Get all hexagons within k steps of the given hexagon (including the center).

Parameters:
  • h3_index (str) – Center H3 hexagon index

  • k (int) – Number of steps (radius)

Returns:

Set of H3 indices within k steps

Return type:

Set[str]

Example

>>> # Get hexagon and its immediate neighbors (k=1)
>>> neighbors = k_ring('871fb46655fffff', 1)
>>> len(neighbors)  # Center + 6 neighbors
7
opdi.utils.hex_ring(h3_index, k)[source]

Get hexagons exactly k steps away from the given hexagon (hollow ring).

Parameters:
  • h3_index (str) – Center H3 hexagon index

  • k (int) – Number of steps (radius)

Returns:

Set of H3 indices exactly k steps away

Return type:

Set[str]

Example

>>> # Get only the immediate neighbors (not the center)
>>> ring = hex_ring('871fb46655fffff', 1)
>>> len(ring)  # Just the 6 neighbors
6
opdi.utils.polyfill_geojson(geojson_geometry, resolution, geo_json_conformant=False)[source]

Fill a GeoJSON geometry with H3 hexagons at the specified resolution.

Parameters:
  • geojson_geometry (dict) – GeoJSON geometry dict (Polygon or MultiPolygon)

  • resolution (int) – H3 resolution level (0-15)

  • geo_json_conformant (bool) – Whether coordinates are in GeoJSON format [lon, lat] vs [lat, lon]

Returns:

Set of H3 indices covering the geometry

Return type:

Set[str]

Example

>>> polygon = {
...     "type": "Polygon",
...     "coordinates": [[
...         [4.4, 50.8], [4.5, 50.8], [4.5, 50.9], [4.4, 50.9], [4.4, 50.8]
...     ]]
... }
>>> hexagons = polyfill_geojson(polygon, resolution=7, geo_json_conformant=True)
opdi.utils.is_valid_h3_index(h3_index)[source]

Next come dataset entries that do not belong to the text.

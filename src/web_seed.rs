use std::time::Duration;

use reqwest::{ClientBuilder, StatusCode};
use thiserror::Error;

const HTTP_CONNECT_TIMEOUT: Duration = Duration::from_secs(5);
const HTTP_REQUEST_TIMEOUT: Duration = Duration::from_secs(60);

#[derive(Error, Debug)]
pub enum WebSeedError {
    #[error("web seed answered with an unexpected status: {0}")]
    UnexpectedStatus(StatusCode),
    #[error("web seed answered with {got} bytes instead of {expected}")]
    WrongBodyLength { expected: u64, got: u64 },
    #[error("web seed transport error: {0}")]
    Transport(#[from] reqwest::Error),
}

/// Resolves the URL the payload is served at. Bases that already end with the
/// payload name are used as-is, directory-style bases get the name appended.
pub fn piece_url(base_url: &str, name: &str) -> String {
    if base_url.is_empty() || base_url.ends_with(name) {
        return base_url.to_string();
    }
    if base_url.ends_with('/') {
        return format!("{base_url}{name}");
    }
    format!("{base_url}/{name}")
}

/// Fetches one piece with an HTTP range request. The server must answer 206,
/// or 200 with exactly the requested body length (a 200 carrying the whole
/// payload means the seed ignored the Range header and is unusable).
pub async fn fetch_piece(
    base_url: &str,
    name: &str,
    offset: u64,
    length: u64,
) -> Result<Vec<u8>, WebSeedError> {
    let url = piece_url(base_url, name);
    let range_value = format!("bytes={}-{}", offset, offset + length - 1);
    log::debug!("fetching {url} with range {range_value}");

    let response = ClientBuilder::new()
        .connect_timeout(HTTP_CONNECT_TIMEOUT)
        .timeout(HTTP_REQUEST_TIMEOUT)
        .build()?
        .get(url)
        .header(reqwest::header::RANGE, range_value)
        .send()
        .await?;

    let status = response.status();
    if status != StatusCode::PARTIAL_CONTENT && status != StatusCode::OK {
        return Err(WebSeedError::UnexpectedStatus(status));
    }

    let body = response.bytes().await?;
    if body.len() as u64 != length {
        return Err(WebSeedError::WrongBodyLength {
            expected: length,
            got: body.len() as u64,
        });
    }
    Ok(body.to_vec())
}
#[cfg(test)]
mod tests {
    use super::*;
    use crate::metadata::infodict::{MetainfoFile, MetainfoSingleFile};
    use crate::torrent_protocol::wire_protocol::{Protocol, ProtocolReadHalf, ProtocolWriteHalf};
    use sha1::{Digest, Sha1};
    use std::path::PathBuf;
    use std::sync::atomic::{AtomicU64, Ordering};
    use tokio::net::TcpListener;
    use tokio::time::timeout;

    static TEST_DIR_SEQ: AtomicU64 = AtomicU64::new(0);

    fn test_dir(name: &str) -> PathBuf {
        let seq = TEST_DIR_SEQ.fetch_add(1, Ordering::SeqCst);
        std::env::temp_dir().join(format!(
            "undertow-swarm-test-{}-{}-{}",
            name,
            std::process::id(),
            seq
        ))
    }

    fn patterned(len: usize, seed: u8) -> Vec<u8> {
        (0..len).map(|i| (i as u8).wrapping_mul(seed)).collect()
    }

    fn single_file_metainfo(name: &str, pieces: &[Vec<u8>], piece_length: u64) -> Metainfo {
        let total: u64 = pieces.iter().map(|p| p.len() as u64).sum();
        Metainfo {
            announce_list: vec![],
            url_list: vec![],
            piece_length,
            pieces: pieces
                .iter()
                .map(|p| {
                    let digest: [u8; 20] = Sha1::digest(p).into();
                    digest
                })
                .collect(),
            info_hash: [0x42; 20],
            file: MetainfoFile::SingleFile(MetainfoSingleFile {
                name: name.to_string(),
                length: total,
            }),
        }
    }

    fn register_test_peer(mgr: &mut SwarmManager, peer_addr: &str) -> Receiver<ToPeerMsg> {
        let (to_peer_tx, to_peer_rx) = mpsc::channel(TO_PEER_CHANNEL_CAPACITY);
        let (to_peer_cancel_tx, _to_peer_cancel_rx) =
            mpsc::channel(TO_PEER_CANCEL_CHANNEL_CAPACITY);
        mgr.peers.insert(
            peer_addr.to_string(),
            Peer::new(
                peer_addr.to_string(),
                mgr.scheduler.num_pieces(),
                to_peer_tx,
                to_peer_cancel_tx,
            ),
        );
        to_peer_rx
    }

    #[test]
    fn generated_peer_id_has_client_prefix_and_random_tail() {
        let peer_id = generate_peer_id();
        assert_eq!(peer_id.len(), 20);
        assert!(peer_id.starts_with("-UW0001-"));
        assert!(peer_id[8..].bytes().all(|b| b.is_ascii_digit()));
    }

    #[test]
    fn failed_announces_do_not_reset_the_schedule() {
        let interval = Duration::from_secs(600);
        let epoch = SystemTime::UNIX_EPOCH;
        let start = epoch + Duration::from_secs(1_000_000);

        // nothing announced yet: due right away
        assert!(announce_is_due(start, interval, epoch, epoch));

        // a successful announce holds the next one for a full interval
        assert!(!announce_is_due(
            start + Duration::from_secs(30),
            interval,
            start,
            start
        ));
        assert!(announce_is_due(
            start + interval + Duration::from_secs(1),
            interval,
            start,
            start
        ));

        // a failed attempt made once the interval expired only backs off
        // briefly instead of waiting out another whole interval
        let failed_attempt = start + interval + Duration::from_secs(1);
        assert!(!announce_is_due(
            failed_attempt + Duration::from_secs(5),
            interval,
            start,
            failed_attempt
        ));
        assert!(announce_is_due(
            failed_attempt + TRACKER_RETRY_BACKOFF,
            interval,
            start,
            failed_attempt
        ));
    }

    #[test]
    fn compact_format_skips_malformed_addresses() {
        let compact = ip_port_list_to_compact_format(&[
            "1.2.3.4:80".to_string(),
            "not-an-addr".to_string(),
            "::1:6881".to_string(),
            "5.6.7.8:1213".to_string(),
        ]);
        assert_eq!(
            compact,
            vec![0x1, 0x2, 0x3, 0x4, 0x00, 0x50, 0x5, 0x6, 0x7, 0x8, 0x04, 0xbd]
        );
    }

    #[tokio::test]
    async fn corrupted_piece_closes_the_delivering_session() {
        let dir = test_dir("corrupted");
        let piece = patterned(16384, 3);
        let metainfo = single_file_metainfo("payload.bin", &[piece.clone()], 16384);
        let mut mgr = SwarmManager::new(&metainfo, &dir, 0, 16384, vec![]).unwrap();

        let peer_addr = "127.0.0.1:50000".to_string();
        let mut to_peer_rx = register_test_peer(&mut mgr, &peer_addr);
        mgr.handle_receive_bitfield_message(peer_addr.clone(), vec![true; 8])
            .await;
        // the peer looks interesting, we told it so
        assert_matches!(
            to_peer_rx.recv().await,
            Some(ToPeerMsg::Send(Message::Interested))
        );

        let mut corrupted = piece.clone();
        corrupted[16383] ^= 0xff;
        mgr.handle_receive_piece_message(peer_addr.clone(), 0, 0, corrupted)
            .await;

        assert!(mgr.peers.is_empty());
        assert!(mgr.bad_peers.contains(&peer_addr));
        assert!(!mgr.scheduler.have_piece(0));

        // a clean delivery from another peer completes the piece
        let other_addr = "127.0.0.1:50001".to_string();
        let _rx = register_test_peer(&mut mgr, &other_addr);
        mgr.handle_receive_piece_message(other_addr, 0, 0, piece.clone())
            .await;
        assert!(mgr.scheduler.have_piece(0));
        assert!(mgr.download_complete);
        let on_disk = std::fs::read(dir.join("payload.bin")).unwrap();
        assert_eq!(on_disk, piece);
        std::fs::remove_dir_all(&dir).unwrap();
    }

    #[tokio::test]
    async fn requests_are_served_only_when_unchoked() {
        let dir = test_dir("upload");
        let piece = patterned(16384, 9);
        let metainfo = single_file_metainfo("payload.bin", &[piece.clone()], 16384);
        let mut mgr = SwarmManager::new(&metainfo, &dir, 0, 16384, vec![]).unwrap();

        let peer_addr = "127.0.0.1:50002".to_string();
        let mut to_peer_rx = register_test_peer(&mut mgr, &peer_addr);

        // we own the piece; the registered peer gets the HAVE broadcast
        mgr.handle_receive_piece_message("127.0.0.1:50009".to_string(), 0, 0, piece.clone())
            .await;
        assert_matches!(
            to_peer_rx.recv().await,
            Some(ToPeerMsg::Send(Message::Have(0)))
        );

        // choked requests are silently dropped
        mgr.handle_receive_request_message(peer_addr.clone(), 0, 0, 1024)
            .await;
        assert!(to_peer_rx.try_recv().is_err());

        mgr.peers.get_mut(&peer_addr).unwrap().am_choking = false;
        // out-of-bounds requests are silently dropped too
        mgr.handle_receive_request_message(peer_addr.clone(), 0, 16000, 1024)
            .await;
        assert!(to_peer_rx.try_recv().is_err());

        mgr.handle_receive_request_message(peer_addr.clone(), 0, 1024, 2048)
            .await;
        match to_peer_rx.recv().await {
            Some(ToPeerMsg::Send(Message::Piece(0, 1024, data))) => {
                assert_eq!(data, piece[1024..3072].to_vec());
            }
            _ => panic!("expected a piece reply"),
        }
        std::fs::remove_dir_all(&dir).unwrap();
    }

    #[tokio::test]
    async fn pex_added_contacts_become_candidates() {
        let dir = test_dir("pex");
        let metainfo = single_file_metainfo("payload.bin", &[patterned(16384, 5)], 16384);
        let mut mgr = SwarmManager::new(&metainfo, &dir, 0, 16384, vec![]).unwrap();

        let peer_addr = "127.0.0.1:50003".to_string();
        let _rx = register_test_peer(&mut mgr, &peer_addr);

        let pex_dict = Dict(
            HashMap::from([(
                b"added".to_vec(),
                Str(vec![10, 0, 0, 1, 0x1a, 0xe1, 10, 0, 0, 2, 0x1a, 0xe2]),
            )]),
            0,
            0,
        );
        mgr.handle_receive_extended_message(peer_addr, UT_PEX_EXTENSION_ID as u8, pex_dict)
            .await;

        let advertised = mgr.advertised_peers.lock().unwrap();
        assert!(advertised.contains_key("10.0.0.1:6881"));
        assert!(advertised.contains_key("10.0.0.2:6882"));
        std::fs::remove_dir_all(&dir).unwrap();
    }

    // a scripted remote seeder speaking the real wire protocol: handshake,
    // bitfield, unchoke on interest, serve every request
    async fn run_scripted_seeder(listener: TcpListener, info_hash: [u8; 20], pieces: Vec<Vec<u8>>) {
        let (mut stream, _) = listener.accept().await.unwrap();
        let (_, _, their_hash, _) = stream
            .handshake(info_hash, *b"-UW0001-999999999999")
            .await
            .unwrap();
        assert_eq!(their_hash, info_hash);
        let (mut read, mut write) = tokio::io::split(stream);
        write
            .send(Message::Bitfield(vec![true; pieces.len()]))
            .await
            .unwrap();
        loop {
            match read.receive().await {
                Ok(Message::Interested) => {
                    write.send(Message::Unchoke).await.unwrap();
                }
                Ok(Message::Request(piece_idx, begin, length)) => {
                    let piece = &pieces[piece_idx as usize];
                    let block =
                        piece[begin as usize..(begin + length) as usize].to_vec();
                    write
                        .send(Message::Piece(piece_idx, begin, block))
                        .await
                        .unwrap();
                }
                Ok(_) => {}
                Err(_) => break, // the downloader is done and went away
            }
        }
    }

    #[tokio::test]
    async fn single_file_end_to_end_download_from_a_scripted_seeder() {
        let dir = test_dir("end-to-end");
        let piece0 = patterned(16384, 31);
        let piece1 = patterned(16384, 37);
        let metainfo =
            single_file_metainfo("payload.bin", &[piece0.clone(), piece1.clone()], 16384);

        let listener = TcpListener::bind("127.0.0.1:0").await.unwrap();
        let seeder_addr = listener.local_addr().unwrap();
        let seeder = tokio::spawn(run_scripted_seeder(
            listener,
            metainfo.info_hash,
            vec![piece0.clone(), piece1.clone()],
        ));

        let mut mgr = SwarmManager::new(
            &metainfo,
            &dir,
            0, // ephemeral listen port, this test only connects outbound
            16384,
            vec![seeder_addr.to_string()],
        )
        .unwrap();
        timeout(Duration::from_secs(60), mgr.start())
            .await
            .expect("download should complete well within the timeout")
            .unwrap();

        assert!(mgr.payload_complete());
        let on_disk = std::fs::read(dir.join("payload.bin")).unwrap();
        assert_eq!(on_disk.len(), 32768);
        let mut expected = piece0;
        expected.extend_from_slice(&piece1);
        assert_eq!(on_disk, expected);
        let expected_digest: [u8; 20] = Sha1::digest(&expected).into();
        let on_disk_digest: [u8; 20] = Sha1::digest(&on_disk).into();
        assert_eq!(on_disk_digest, expected_digest);

        seeder.abort();
        std::fs::remove_dir_all(&dir).unwrap();
    }

    // a canned http server able to answer several range requests, for the
    // web-seed fallback path
    async fn run_scripted_web_seed(listener: TcpListener, payload: Vec<u8>) {
        loop {
            let Ok((mut stream, _)) = listener.accept().await else {
                break;
            };
            let payload = payload.clone();
            tokio::spawn(async move {
                use tokio::io::{AsyncReadExt, AsyncWriteExt};
                let mut request = Vec::new();
                let mut buf = [0u8; 1024];
                loop {
                    let Ok(n) = stream.read(&mut buf).await else {
                        return;
                    };
                    if n == 0 {
                        return;
                    }
                    request.extend_from_slice(&buf[..n]);
                    if request.windows(4).any(|w| w == b"\r\n\r\n") {
                        break;
                    }
                }
                let request = String::from_utf8_lossy(&request).to_string();
                let range_line = request
                    .lines()
                    .find(|l| l.to_ascii_lowercase().starts_with("range:"))
                    .expect("range header present")
                    .to_string();
                let range_spec = range_line.split('=').nth(1).unwrap().trim().to_string();
                let (from, to) = range_spec.split_once('-').unwrap();
                let from: usize = from.parse().unwrap();
                let to: usize = to.parse().unwrap();
                let body = &payload[from..=to];
                let header = format!(
                    "HTTP/1.1 206 Partial Content\r\nContent-Range: bytes {}-{}/{}\r\nContent-Length: {}\r\nConnection: close\r\n\r\n",
                    from,
                    to,
                    payload.len(),
                    body.len()
                );
                let _ = stream.write_all(header.as_bytes()).await;
                let _ = stream.write_all(body).await;
                let _ = stream.shutdown().await;
            });
        }
    }

    #[tokio::test]
    async fn web_seed_fallback_downloads_the_payload_without_peers() {
        let dir = test_dir("web-seed-fallback");
        let piece0 = patterned(16384, 41);
        let piece1 = patterned(7232, 43); // short last piece
        let mut metainfo =
            single_file_metainfo("payload.bin", &[piece0.clone(), piece1.clone()], 16384);

        let listener = TcpListener::bind("127.0.0.1:0").await.unwrap();
        let server_addr = listener.local_addr().unwrap();
        let mut payload = piece0.clone();
        payload.extend_from_slice(&piece1);
        let server = tokio::spawn(run_scripted_web_seed(listener, payload.clone()));

        metainfo.url_list = vec![format!("http://{server_addr}/files/")];

        let mut mgr = SwarmManager::new(&metainfo, &dir, 0, 16384, vec![]).unwrap();
        timeout(Duration::from_secs(60), mgr.start())
            .await
            .expect("web seed download should complete well within the timeout")
            .unwrap();

        assert!(mgr.payload_complete());
        let on_disk = std::fs::read(dir.join("payload.bin")).unwrap();
        assert_eq!(on_disk.len(), 23616);
        assert_eq!(on_disk, payload);

        server.abort();
        std::fs::remove_dir_all(&dir).unwrap();
    }
}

Check if a string is a valid H3 index.

Parameters:

h3_index (str) – String to validate

Returns:

True if valid H3 index, False otherwise

Return type:

bool

Example

>>> is_valid_h3_index('871fb46655fffff')
True
>>> is_valid_h3_index('invalid')
False

DateTime Helpers – opdi.utils.datetime_helpers

Date and time utility functions for OPDI pipeline.

Provides functions for generating date ranges, converting dates to Unix timestamps, and filtering Spark DataFrames by time windows.

opdi.utils.datetime_helpers.generate_months(start_date, end_date)[source]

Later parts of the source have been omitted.